Once established, an IRA can be funded through electronic transfers, direct deposit from your paycheck, or rolling over funds from another retirement account. Setting up regular, automatic contributions helps maximize annual limits. The selection of investments within the IRA, such as mutual funds or exchange-traded funds, is distinct from the account itself and should align with your financial goals and risk tolerance.
For individuals with self-employment income, specific retirement plans offer higher contribution limits. These options are suitable for freelancers, independent contractors, and small business owners who do not have full-time employees other than themselves or a spouse.
A Solo 401(k) is designed for business owners with no full-time employees, excluding a spouse who works for the business. This plan allows contributions as both an employee and an employer. For 2025, the employee contribution is $23,500, with an additional catch-up contribution of $7,500 for those aged 50-59, or $11,250 for those aged 60-63. The employer profit-sharing contribution can be up to 25% of your net self-employment earnings.

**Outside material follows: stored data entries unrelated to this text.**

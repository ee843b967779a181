// Copyright (c) Starcoin, Inc.
// SPDX-License-Identifier: Apache-2.0

//! Bridge module messages and their stateless validation.

use crate::address::{validate_account_address, validate_external_address};
use crate::error::{ValidationError, ValidationResult};
use crate::{AssetId, AssetStatus, Params};
use serde::{Deserialize, Serialize};

/// A signer's attestation that `amount` of `asset_id` was sent to the bridge
/// vault by external transaction `external_id` at `external_height`.
#[derive(Debug, Clone, PartialEq, Eq, Serialize, Deserialize)]
pub struct MsgInboundTransfer {
    pub external_id: String,
    pub external_height: u64,
    // the voting signer, not the external sender
    pub sender: String,
    pub dest_addr: String,
    pub asset_id: AssetId,
    pub amount: u128,
}

impl MsgInboundTransfer {
    pub const TYPE_URL: &'static str = "/osmosis.bridge.v1beta1.MsgInboundTransfer";

    pub fn validate_basic(&self) -> ValidationResult<()> {
        if self.external_id.is_empty() {
            return Err(ValidationError::EmptyField("external id"));
        }
        validate_account_address("sender", &self.sender)?;
        validate_account_address("destination", &self.dest_addr)?;
        self.asset_id.validate_basic()?;
        if self.amount == 0 {
            return Err(ValidationError::ZeroAmount);
        }
        Ok(())
    }
}

/// Burns bridged tokens on Osmosis so the relayers release them on the asset's source chain.
#[derive(Debug, Clone, PartialEq, Eq, Serialize, Deserialize)]
pub struct MsgOutboundTransfer {
    pub sender: String,
    pub dest_addr: String,
    pub asset_id: AssetId,
    pub amount: u128,
}

impl MsgOutboundTransfer {
    pub const TYPE_URL: &'static str = "/osmosis.bridge.v1beta1.MsgOutboundTransfer";

    pub fn validate_basic(&self) -> ValidationResult<()> {
        validate_account_address("sender", &self.sender)?;
        validate_external_address("destination", &self.dest_addr)?;
        self.asset_id.validate_basic()?;
        if self.amount == 0 {
            return Err(ValidationError::ZeroAmount);
        }
        Ok(())
    }
}

#[derive(Debug, Clone, PartialEq, Eq, Serialize, Deserialize)]
pub struct MsgUpdateParams {
    pub sender: String,
    pub new_params: Params,
}

impl MsgUpdateParams {
    pub const TYPE_URL: &'static str = "/osmosis.bridge.v1beta1.MsgUpdateParams";

    pub fn validate_basic(&self) -> ValidationResult<()> {
        validate_account_address("sender", &self.sender)?;
        self.new_params.validate()
    }
}

#[derive(Debug, Clone, PartialEq, Eq, Serialize, Deserialize)]
pub struct MsgChangeAssetStatus {
    pub sender: String,
    pub asset_id: AssetId,
    pub new_status: AssetStatus,
}

impl MsgChangeAssetStatus {
    pub const TYPE_URL: &'static str = "/osmosis.bridge.v1beta1.MsgChangeAssetStatus";

    pub fn validate_basic(&self) -> ValidationResult<()> {
        validate_account_address("sender", &self.sender)?;
        self.asset_id.validate_basic()?;
        if self.new_status == AssetStatus::Unspecified {
            return Err(ValidationError::InvalidAssetStatus(self.new_status as i32));
        }
        Ok(())
    }
}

Combined employee and employer contributions are capped at $70,000 for those under age 50, and up to $77,500 or $81,250 for those aged 50 and older. Contributions are pre-tax, leading to tax-deferred growth.
Establishing a Solo 401(k) requires obtaining an Employer Identification Number (EIN) for your business. You will need to select a financial institution or plan administrator that offers Solo 401(k) plans. This involves setting up a trust or custodial account to hold the plan assets. Contributions can then be made to these accounts.
The Simplified Employee Pension (SEP) IRA is another option for the self-employed. This plan is less complex to administer than a Solo 401(k). Contributions to a SEP IRA are made solely by the employer (the business owner acting as employer), and only pre-tax funds are allowed. For 2025, you can contribute up to 25% of your compensation, with an annual maximum contribution of $70,000. No employee elective deferrals or catch-up contributions are permitted.
Setting up a SEP IRA is simpler than a Solo 401(k). You open a SEP IRA account at a financial institution for yourself and any eligible employees. Contributions can then be made directly to these accounts. The deadline for establishing and funding a SEP IRA for a given tax year is the tax filing deadline of your business, including extensions.
Beyond dedicated retirement accounts, other investment vehicles can supplement your savings strategy. These approaches are useful once you have maximized contributions to tax-advantaged retirement plans.
Taxable brokerage accounts offer flexibility without the contribution limits or withdrawal restrictions of retirement plans. Funds can be accessed at any time without penalty. Investment gains, such as dividends and capital gains, are subject to taxation in the year they are realized. These accounts are often utilized after individuals have fully funded their IRAs and other available tax-advantaged retirement plans.
Health Savings Accounts (HSAs) save for future healthcare expenses and function as a retirement savings vehicle. To be eligible for an HSA, you must be enrolled in a high-deductible health plan (HDHP). For 2025, an HDHP must meet specific deductible and out-of-pocket maximum thresholds. HSAs offer a “triple tax advantage”: contributions are tax-deductible, the money grows tax-free, and withdrawals are tax-free when used for qualified medical expenses.
For 2025, individuals with self-only HDHP coverage can contribute up to $4,300 to an HSA, and those with family coverage up to $8,550. An additional $1,000 catch-up contribution is allowed for individuals aged 55 and over. After age 65, withdrawals for any purpose are taxed as ordinary income, similar to a Traditional IRA, if not used for qualified medical expenses.